Moreover, the fact that you use the word "ambiguous" in your question seems to imply that you believe the behavior is unspecified. I.e. as in "the resultant value of the variable is (or isn't) ambiguous". However, in sequence point violations the language specification does not restrict itself to stating that the result is unspecified. It goes much further and declares the behavior undefined. This means that the rationale behind these rules takes into consideration more than just an unpredictable final value of some variable. For example, on some imaginary hardware platform non-sequenced modification might result in invalid code being generated by the compiler, or something like that.

Preincrement vs postincrement in terms of sequence points

What happens in the expression i = i++ + 1? Is it well-defined, undefined, implementation defined or unspecified behaviour?

This exact example is given in the standard, how lucky are we?

N4296 1.9.15 [intro.execution]

i = i++ + 1; // the behavior is undefined

Of course, we'd like to know why too.

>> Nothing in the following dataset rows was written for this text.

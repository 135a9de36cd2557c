//! Rule evaluation over fields.
//!
//! A [`ValidationManager`] holds an ordered table of [`ValidationStrategy`]
//! entries. A pass over a field asks every strategy for results against the
//! field's display string and validation value, then reduces them into the
//! field's `is_valid` / `has_errors` flags.

mod rules;

use std::fmt;
use std::rc::Rc;
use std::time::Duration;

use serde::Serialize;

use crate::form::field::{FieldCore, FieldState, FieldValue};
use crate::form::values::ValuePurpose;
use crate::time::SharedClock;
use crate::tracking::Tracker;

pub use rules::default_validation_strategies;
pub(crate) use rules::{CompiledPattern, compile_patterns};

const SOURCE: &str = "formular.validation";

/// Outcome of one rule.
#[derive(Debug, Clone, PartialEq, Eq, Serialize)]
#[serde(rename_all = "camelCase")]
pub struct ValidationResult {
    pub state: bool,
    #[serde(skip_serializing_if = "Option::is_none")]
    pub message: Option<String>,
    #[serde(skip_serializing_if = "Option::is_none")]
    pub error_code: Option<String>,
}

impl ValidationResult {
    pub fn pass() -> Self {
        Self {
            state: true,
            message: None,
            error_code: None,
        }
    }

    pub fn fail(code: impl Into<String>, message: impl Into<String>) -> Self {
        Self {
            state: false,
            message: Some(message.into()),
            error_code: Some(code.into()),
        }
    }

    pub fn is_failure(&self) -> bool {
        !self.state
    }
}

/// What a rule sees: the field, its string view and its validation value.
#[derive(Debug)]
pub struct ValidationContext<'a> {
    pub field: &'a FieldState,
    pub text: &'a str,
    pub value: Option<&'a FieldValue>,
}

impl ValidationContext<'_> {
    /// Empty by string view, with an unchecked box also counting as empty.
    pub fn is_empty(&self) -> bool {
        match self.value {
            Some(FieldValue::Bool(flag)) => !flag,
            Some(value) if value.is_empty() => true,
            _ => self.text.trim().is_empty(),
        }
    }
}

pub type RuleFn = Rc<dyn Fn(&ValidationContext<'_>) -> Vec<ValidationResult>>;

#[derive(Clone)]
pub struct ValidationStrategy {
    id: String,
    evaluate: RuleFn,
}

impl ValidationStrategy {
    pub fn new<F>(id: impl Into<String>, evaluate: F) -> Self
    where
        F: Fn(&ValidationContext<'_>) -> Vec<ValidationResult> + 'static,
    {
        Self {
            id: id.into(),
            evaluate: Rc::new(evaluate),
        }
    }

    pub fn id(&self) -> &str {
        &self.id
    }

    pub fn evaluate(&self, ctx: &ValidationContext<'_>) -> Vec<ValidationResult> {
        (self.evaluate)(ctx)
    }
}

impl fmt::Debug for ValidationStrategy {
    fn fmt(&self, f: &mut fmt::Formatter<'_>) -> fmt::Result {
        f.debug_struct("ValidationStrategy")
            .field("id", &self.id)
            .finish_non_exhaustive()
    }
}

/// Counts from one [`ValidationManager::validate_many`] pass.
#[derive(Debug, Clone, Copy, Default, PartialEq, Eq)]
pub struct ValidationSummary {
    pub validated: usize,
    pub skipped: usize,
    pub valid: usize,
    pub invalid: usize,
    pub timed_out: usize,
}

impl ValidationSummary {
    pub fn all_valid(&self) -> bool {
        self.invalid == 0
    }
}

#[derive(Debug, Clone)]
pub struct ValidationManager {
    strategies: Vec<ValidationStrategy>,
    timeout: Duration,
    clock: SharedClock,
    tracker: Tracker,
}

impl ValidationManager {
    /// A manager preloaded with the default rule table.
    pub fn new(clock: SharedClock, tracker: Tracker) -> Self {
        let mut manager = Self::empty(clock, tracker);
        manager.add_validation_strategies(default_validation_strategies());
        manager
    }

    pub fn empty(clock: SharedClock, tracker: Tracker) -> Self {
        Self {
            strategies: Vec::new(),
            timeout: Duration::from_secs(5),
            clock,
            tracker,
        }
    }

    pub fn with_timeout(mut self, timeout: Duration) -> Self {
        self.timeout = timeout;
        self
    }

    pub fn timeout(&self) -> Duration {
        self.timeout
    }

    /// Appends strategies, skipping ids already present. Returns how many were added.
    pub fn add_validation_strategies(
        &mut self,
        strategies: impl IntoIterator<Item = ValidationStrategy>,
    ) -> usize {
        let mut added = 0;
        for strategy in strategies {
            if self.strategies.iter().any(|known| known.id == strategy.id) {
                self.tracker.internal_info(
                    SOURCE,
                    format!("validation strategy `{}` already registered", strategy.id),
                );
                continue;
            }
            self.strategies.push(strategy);
            added += 1;
        }
        added
    }

    pub fn strategy_ids(&self) -> impl Iterator<Item = &str> {
        self.strategies.iter().map(ValidationStrategy::id)
    }

    /// Runs the rule table against one field's current state without
    /// touching its flags.
    pub fn evaluate(&self, core: &FieldCore) -> Vec<ValidationResult> {
        let state = &core.state;
        let text = core.values.get_as_string(state);
        let value = core.values.get_value(state, ValuePurpose::Validation);
        let ctx = ValidationContext {
            field: state,
            text: &text,
            value: value.as_ref(),
        };
        self.strategies
            .iter()
            .flat_map(|strategy| strategy.evaluate(&ctx))
            .collect()
    }

    /// Validates every field that opts in. With `reset` the previous results
    /// are cleared instead and no rule runs.
    pub fn validate_many<'a>(
        &self,
        fields: impl IntoIterator<Item = &'a mut FieldCore>,
        reset: bool,
    ) -> ValidationSummary {
        let mut summary = ValidationSummary::default();
        for core in fields {
            if reset {
                core.state.clear_validation_results();
                summary.skipped += 1;
                continue;
            }
            if !core.state.should_validate {
                summary.skipped += 1;
                continue;
            }
            core.state.flags.is_busy = true;
            let started = self.clock.now();
            let results = self.evaluate(core);
            let elapsed = self.clock.now().saturating_duration_since(started);
            core.state.flags.is_busy = false;

            summary.validated += 1;
            if elapsed > self.timeout {
                self.tracker.internal_error(
                    SOURCE,
                    format!(
                        "validation of `{}` exceeded {:?}",
                        core.state.id, self.timeout
                    ),
                );
                core.state.apply_validation_results(vec![ValidationResult::fail(
                    "timeout",
                    "validation timed out",
                )]);
                summary.timed_out += 1;
            } else {
                core.state.apply_validation_results(results);
            }

            if core.state.flags.is_valid {
                summary.valid += 1;
            } else {
                summary.invalid += 1;
            }
        }
        summary
    }
}

#[cfg(test)]
mod tests {
    use std::cell::Cell;

    use super::*;
    use crate::domain::{FieldDescriptor, FieldType, ValidationOptions};
    use crate::form::{Field, FormularOptions};
    use crate::time::ManualClock;

    fn field(descriptor: FieldDescriptor, clock: &ManualClock) -> Field {
        let options = FormularOptions::default()
            .with_clock(clock.shared())
            .with_tracker(Tracker::new());
        Field::new(descriptor, &options).unwrap()
    }

    #[test]
    fn required_empty_field_fails_once() {
        let clock = ManualClock::new();
        let mut name = field(
            FieldDescriptor::new("1", "name").with_validation(ValidationOptions::required()),
            &clock,
        );
        let manager = ValidationManager::new(clock.shared(), Tracker::new());
        let summary = manager.validate_many([name.core_mut()], false);
        assert_eq!(summary.invalid, 1);
        let results = name.state().validation_results();
        assert_eq!(results.len(), 1);
        assert_eq!(results[0].error_code.as_deref(), Some("required"));
        assert!(!name.is_valid());
    }

    #[test]
    fn reset_clears_without_running_rules() {
        let clock = ManualClock::new();
        let mut name = field(
            FieldDescriptor::new("1", "name").with_validation(ValidationOptions::required()),
            &clock,
        );
        let manager = ValidationManager::new(clock.shared(), Tracker::new());
        manager.validate_many([name.core_mut()], false);
        assert!(name.state().flags().has_errors);
        let summary = manager.validate_many([name.core_mut()], true);
        assert_eq!(summary.validated, 0);
        assert!(name.state().validation_results().is_empty());
        assert!(name.is_valid());
    }

    #[test]
    fn opted_out_fields_are_skipped() {
        let clock = ManualClock::new();
        let mut name = field(
            FieldDescriptor::new("1", "name")
                .with_validation(ValidationOptions::required())
                .with_should_validate(false),
            &clock,
        );
        let manager = ValidationManager::new(clock.shared(), Tracker::new());
        let summary = manager.validate_many([name.core_mut()], false);
        assert_eq!(summary.skipped, 1);
        assert!(name.is_valid());
    }

    #[test]
    fn slow_rule_fails_safe() {
        let clock = ManualClock::new();
        let mut age = field(
            FieldDescriptor::new("2", "age").with_type(FieldType::Number),
            &clock,
        );
        let mut manager = ValidationManager::empty(clock.shared(), Tracker::new())
            .with_timeout(Duration::from_millis(10));
        let slow_clock = clock.clone();
        manager.add_validation_strategies([ValidationStrategy::new("slow", move |_| {
            slow_clock.advance_ms(50);
            vec![ValidationResult::pass()]
        })]);
        let summary = manager.validate_many([age.core_mut()], false);
        assert_eq!(summary.timed_out, 1);
        assert!(!age.state().flags().is_busy);
        assert!(!age.is_valid());
        assert_eq!(
            age.state().validation_results()[0].error_code.as_deref(),
            Some("timeout")
        );
    }

    #[test]
    fn duplicate_strategy_ids_are_ignored() {
        let clock = ManualClock::new();
        let mut manager = ValidationManager::empty(clock.shared(), Tracker::new());
        let calls = Rc::new(Cell::new(0));
        let counter = Rc::clone(&calls);
        let strategy = ValidationStrategy::new("count", move |_| {
            counter.set(counter.get() + 1);
            Vec::new()
        });
        assert_eq!(
            manager.add_validation_strategies([strategy.clone(), strategy]),
            1
        );
        assert_eq!(manager.strategy_ids().collect::<Vec<_>>(), vec!["count"]);
        assert_eq!(calls.get(), 0);
    }
}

The following standard quote appears to be relevant here:

N4296 1.9.15 [intro.execution]

[ ... ] The value computations of the operands of an operator are sequenced
before the value computation of the result of the operator. [ ... ]

This tells us that the sum will occur before the assignment (duh, how else does it know what to assign!), but it doesn't guarantee that the increment will occur before or after the assignment, now we're in murky water...

N4296 1.9.15 [intro.execution]

[ ... ] If a side effect on a scalar object is unsequenced relative to either
another side effect on the same scalar object or a value computation
using the value of the same scalar object, and they are not
potentially concurrent (1.10), the behavior is undefined. [ ... ]

The assignment operator has a side effect on the value of i, which means we have two side effects (the other is the assignment performed by i++) on the same scalar object, which are unsequenced, which is undefined.

Why does Visual Studio show the behavior which is different from written in standard?

It doesn't. The standard says it's undefined, which means it can do anything from what you wanted to something completely different, it just so happens that this is the behaviour that got spat out by the compiler!